異能者
玄々が素早く接近し、襲ってきた青年に対して拳を突き出す。
だがその拳は、突然現れた沢山の鉄塊に防がれてしまった。よく見ればそれは先ほど玄々が戦ったロボットたちの残骸だった。その残骸が即座に集まって青年の盾となったのだ。
玄々の拳を受け、砕けた残骸の向こうで青年は片手を広げてこちらに向けていた。そのまま青年は力をこめる。
「……!?」
突然、玄々は真正面から強く殴られたような衝撃を受け、後ろに吹っ飛んだ。玄々は受身をとり素早く態勢を立て直すと、近くの壁に拳を打ち込んで引き剥がし青年に向かって投げつける。
だが、その瓦礫も青年にぶつかる直前に弾き飛ばされてしまった。
「ふーん……。鬼みたいな角を持ってる獣人だなと思ってたけど、筋力も鬼のように強いようだね」
にやりと笑いながら青年は玄々の様子を眺める。
「私は獣人じゃなくて鬼さ。まあ、ちょいとワケありではあるけど」
「へぇ、尻尾の生えた鬼なんて初めて見たよ」
「安心しなよぃ。私も見たことない」
玄々もまた、青年に軽口を返す。
ただし、頭はフル回転させていた。
真正面からでは拳も防がれ、投げつけた瓦礫も謎の力で防がれる。
こうなると不意打ちを狙ってみるのが良さそうだがあいにく戦闘場所が通路だ。流石に狭すぎる。
だったら……。
「おらっ!」
玄々は足元を踏み砕き、瓦礫を巻き上げる。そのまま宙に浮いた瓦礫をいくつか殴りつけて青年の方へと打ち込んだ。

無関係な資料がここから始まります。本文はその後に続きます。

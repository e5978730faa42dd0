//! Admin reports with JSON persistence and cohort drift detection.

use std::path::Path;

use anyhow::{Context, Result};
use chrono::{DateTime, Utc};
use serde::{Deserialize, Serialize};
use uuid::Uuid;

use crate::model::{Roster, Test, TestCategory};
use crate::results::AttemptResult;
use crate::session::{AccessError, Session};
use crate::statistics::{compute_test_stats, TestStats};

/// An aggregate report over every attempt at one test.
#[derive(Debug, Clone, Serialize, Deserialize)]
pub struct AdminReport {
    /// Unique report identifier.
    pub id: Uuid,
    /// When the report was created.
    pub created_at: DateTime<Utc>,
    /// Who built the report.
    pub generated_by: String,
    pub test: TestSummary,
    pub results: Vec<AttemptResult>,
    pub stats: TestStats,
}

/// Summary of a test (without the full question definitions).
#[derive(Debug, Clone, Serialize, Deserialize)]
pub struct TestSummary {
    pub id: String,
    pub title: String,
    pub category: TestCategory,
    pub question_count: usize,
}

impl TestSummary {
    pub fn of(test: &Test) -> Self {
        Self {
            id: test.id.clone(),
            title: test.title.clone(),
            category: test.category,
            question_count: test.questions.len(),
        }
    }
}

impl AdminReport {
    /// Build a report for `test`. Only admin sessions may do this.
    pub fn build(
        session: &Session,
        test: &Test,
        results: Vec<AttemptResult>,
        roster: &Roster,
        passing_percentage: f64,
    ) -> Result<Self, AccessError> {
        session.require_admin("building an admin report")?;

        let stats = compute_test_stats(test, &results, roster, passing_percentage);
        tracing::info!(
            test_id = %test.id,
            attempts = stats.attempts,
            completed = stats.completed,
            "built admin report"
        );

        Ok(Self {
            id: Uuid::new_v4(),
            created_at: Utc::now(),
            generated_by: session.user_id.clone(),
            test: TestSummary::of(test),
            results,
            stats,
        })
    }

    /// Save the report as JSON to a file.
    pub fn save_json(&self, path: &Path) -> Result<()> {
        let json = serde_json::to_string_pretty(self).context("failed to serialize report")?;
        if let Some(parent) = path.parent() {
            std::fs::create_dir_all(parent)?;
        }
        std::fs::write(path, json)
            .with_context(|| format!("failed to write report to {}", path.display()))?;
        Ok(())
    }

    /// Load a report from a JSON file.
    pub fn load_json(path: &Path) -> Result<Self> {
        let content = std::fs::read_to_string(path)
            .with_context(|| format!("failed to read report from {}", path.display()))?;
        serde_json::from_str(&content).context("failed to parse report JSON")
    }

    /// Render the report as markdown.
    pub fn to_markdown(&self) -> String {
        let s = &self.stats;
        let mut md = String::new();

        md.push_str(&format!("# {} ({})\n\n", self.test.title, self.test.id));
        md.push_str(&format!(
            "Generated {} by {}\n\n",
            self.created_at.format("%Y-%m-%d %H:%M UTC"),
            self.generated_by
        ));

        md.push_str("| Attempts | Completed | Expired | Average | Median | Min | Max | Pass rate |\n");
        md.push_str("|----------|-----------|---------|---------|--------|-----|-----|-----------|\n");
        md.push_str(&format!(
            "| {} | {} | {} | {:.2}% | {:.2}% | {:.2}% | {:.2}% | {:.1}% |\n\n",
            s.attempts,
            s.completed,
            s.expired,
            s.average_percentage,
            s.median_percentage,
            s.min_percentage,
            s.max_percentage,
            s.pass_rate * 100.0
        ));

        if !s.per_question.is_empty() {
            md.push_str("### Questions\n\n");
            md.push_str("| Question | Answered | Correct | Correct rate |\n");
            md.push_str("|----------|----------|---------|--------------|\n");
            for q in s.per_question.values() {
                md.push_str(&format!(
                    "| {} | {} | {} | {:.1}% |\n",
                    q.question_id,
                    q.answered,
                    q.correct,
                    q.correct_rate * 100.0
                ));
            }
            md.push('\n');
        }

        if !s.per_group.is_empty() {
            md.push_str("### Groups\n\n");
            md.push_str("| Group | Completed | Average | Pass rate |\n");
            md.push_str("|-------|-----------|---------|-----------|\n");
            for g in s.per_group.values() {
                md.push_str(&format!(
                    "| {} | {} | {:.2}% | {:.1}% |\n",
                    g.group,
                    g.completed,
                    g.average_percentage,
                    g.pass_rate * 100.0
                ));
            }
        }

        md
    }

    /// Compare per-question correct rates against a baseline report.
    pub fn compare(&self, baseline: &AdminReport, threshold: f64) -> DriftReport {
        let baseline_rates = &baseline.stats.per_question;
        let current_rates = &self.stats.per_question;

        let mut declines = Vec::new();
        let mut gains = Vec::new();
        let mut unchanged = 0usize;
        let mut new_questions = 0usize;

        for (question_id, current) in current_rates {
            let Some(base) = baseline_rates.get(question_id) else {
                new_questions += 1;
                continue;
            };
            let drift = QuestionDrift {
                question_id: question_id.clone(),
                baseline_rate: base.correct_rate,
                current_rate: current.correct_rate,
                delta: current.correct_rate - base.correct_rate,
            };
            if drift.delta < -threshold {
                declines.push(drift);
            } else if drift.delta > threshold {
                gains.push(drift);
            } else {
                unchanged += 1;
            }
        }

        let removed_questions = baseline_rates
            .keys()
            .filter(|k| !current_rates.contains_key(*k))
            .count();

        DriftReport {
            declines,
            gains,
            unchanged,
            new_questions,
            removed_questions,
        }
    }
}

/// Result of comparing two admin reports.
#[derive(Debug, Clone, Serialize, Deserialize)]
pub struct DriftReport {
    /// Questions whose correct rate fell.
    pub declines: Vec<QuestionDrift>,
    /// Questions whose correct rate rose.
    pub gains: Vec<QuestionDrift>,
    pub unchanged: usize,
    /// Questions in current but not baseline.
    pub new_questions: usize,
    /// Questions in baseline but not current.
    pub removed_questions: usize,
}

/// Correct-rate change for one question.
#[derive(Debug, Clone, Serialize, Deserialize)]
pub struct QuestionDrift {
    pub question_id: String,
    pub baseline_rate: f64,
    pub current_rate: f64,
    pub delta: f64,
}

impl DriftReport {
    /// Format the drift report as markdown.
    pub fn to_markdown(&self) -> String {
        let mut md = String::new();

        md.push_str(&format!(
            "**Summary:** {} declines, {} gains, {} unchanged\n\n",
            self.declines.len(),
            self.gains.len(),
            self.unchanged
        ));

        let mut table = |title: &str, rows: &[QuestionDrift], sign: &str| {
            if rows.is_empty() {
                return;
            }
            md.push_str(&format!("### {title}\n\n"));
            md.push_str("| Question | Baseline | Current | Delta |\n");
            md.push_str("|----------|----------|---------|-------|\n");
            for d in rows {
                md.push_str(&format!(
                    "| {} | {:.1}% | {:.1}% | {sign}{:.1}% |\n",
                    d.question_id,
                    d.baseline_rate * 100.0,
                    d.current_rate * 100.0,
                    d.delta * 100.0
                ));
            }
            md.push('\n');
        };
        table("Declines", &self.declines, "");
        table("Gains", &self.gains, "+");

        md
    }

    /// Returns true if any question's correct rate fell.
    pub fn has_declines(&self) -> bool {
        !self.declines.is_empty()
    }
}
use criterion::{black_box, criterion_group, criterion_main, Criterion};

fn bench_toml_parsing(c: &mut Criterion) {
    let mut group = c.benchmark_group("toml_parsing");

    let small_toml = generate_test_toml(5);
    let medium_toml = generate_test_toml(50);
    let large_toml = generate_test_toml(200);

    for (name, toml) in [
        ("5_questions", &small_toml),
        ("50_questions", &medium_toml),
        ("200_questions", &large_toml),
    ] {
        group.bench_function(name, |b| {
            b.iter(|| {
                quizmark_core::parser::parse_test_str(
                    black_box(toml),
                    black_box("bench.toml".as_ref()),
                )
            })
        });
    }

    group.finish();
}

fn bench_validation(c: &mut Criterion) {
    let definition =
        quizmark_core::parser::parse_test_str(&generate_test_toml(200), "bench.toml".as_ref())
            .unwrap();

    c.bench_function("validate_200_questions", |b| {
        b.iter(|| quizmark_core::parser::validate_test(black_box(&definition)))
    });
}

fn generate_test_toml(n: usize) -> String {
    let mut s = String::new();
    s.push_str(
        r#"[test]
id = "bench"
title = "Benchmark"
category = "test"
"#,
    );
    for i in 0..n {
        s.push_str(&format!(
            r#"
[[questions]]
id = "q{i}"
type = "single"
text = "Question {i}?"
points = {points}
options = [
    {{ id = "a", text = "First", is_correct = true }},
    {{ id = "b", text = "Second" }},
    {{ id = "c", text = "Third" }},
]
"#,
            points = i % 3 + 1
        ));
    }
    s
}

criterion_group!(benches, bench_toml_parsing, bench_validation);
criterion_main!(benches);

青年は飛んできた複数の瓦礫をものともせず、先ほどと同じように弾く。
だが、玄々も一辺倒ではない。
弾かれた瓦礫に紛れて接近した玄々は、青年の脇をすり抜けの死角に潜り込む。
「何っ!?」
青年も玄々が後ろに回ったのに気づき振り向こうと体をひねる。いい反応だけど、遅い。
玄々が完全に後ろをとった、はずだった。
だが、玄々が拳を放つ瞬間、真横から殴られたような衝撃をうけて壁に激突。そのまま壁をぶち破りパソコンや書類が沢山ある部屋に転がり入ってしまった。
玄々は机や椅子などに派手にぶつかりながらも即座に転がって受身をとり、近くの机の陰に隠れた。
「痛たた……。なんだ今の力」
何が起こったかわからない。まさか、真後ろにもこちらを見ずに攻撃をすることができるとは思わなかった。
こういう時はまず相手の力や戦い方を探るのが鉄則だろう。
とりあえず、先ほどのスキンヘッドの男と同じく魂魄を源とした特殊な力で攻撃してきているのはわかった。また札の使用や陣の展開、詠唱など、術系を行使した様子は特にないため、彼自身が使える固有の何かである可能性が高い。問題はそれがどんな力なのか。
今度は、玄々は慎重に相手の様子を伺う。だが、敵はそれを許してはくれなかった。
真上からバキバキと音が聞こえた時には、すでに遅かった。
「やばっ……!?」
玄々のいる部屋の天井が突如崩壊し、そのまま玄々は生き埋めになってしまった。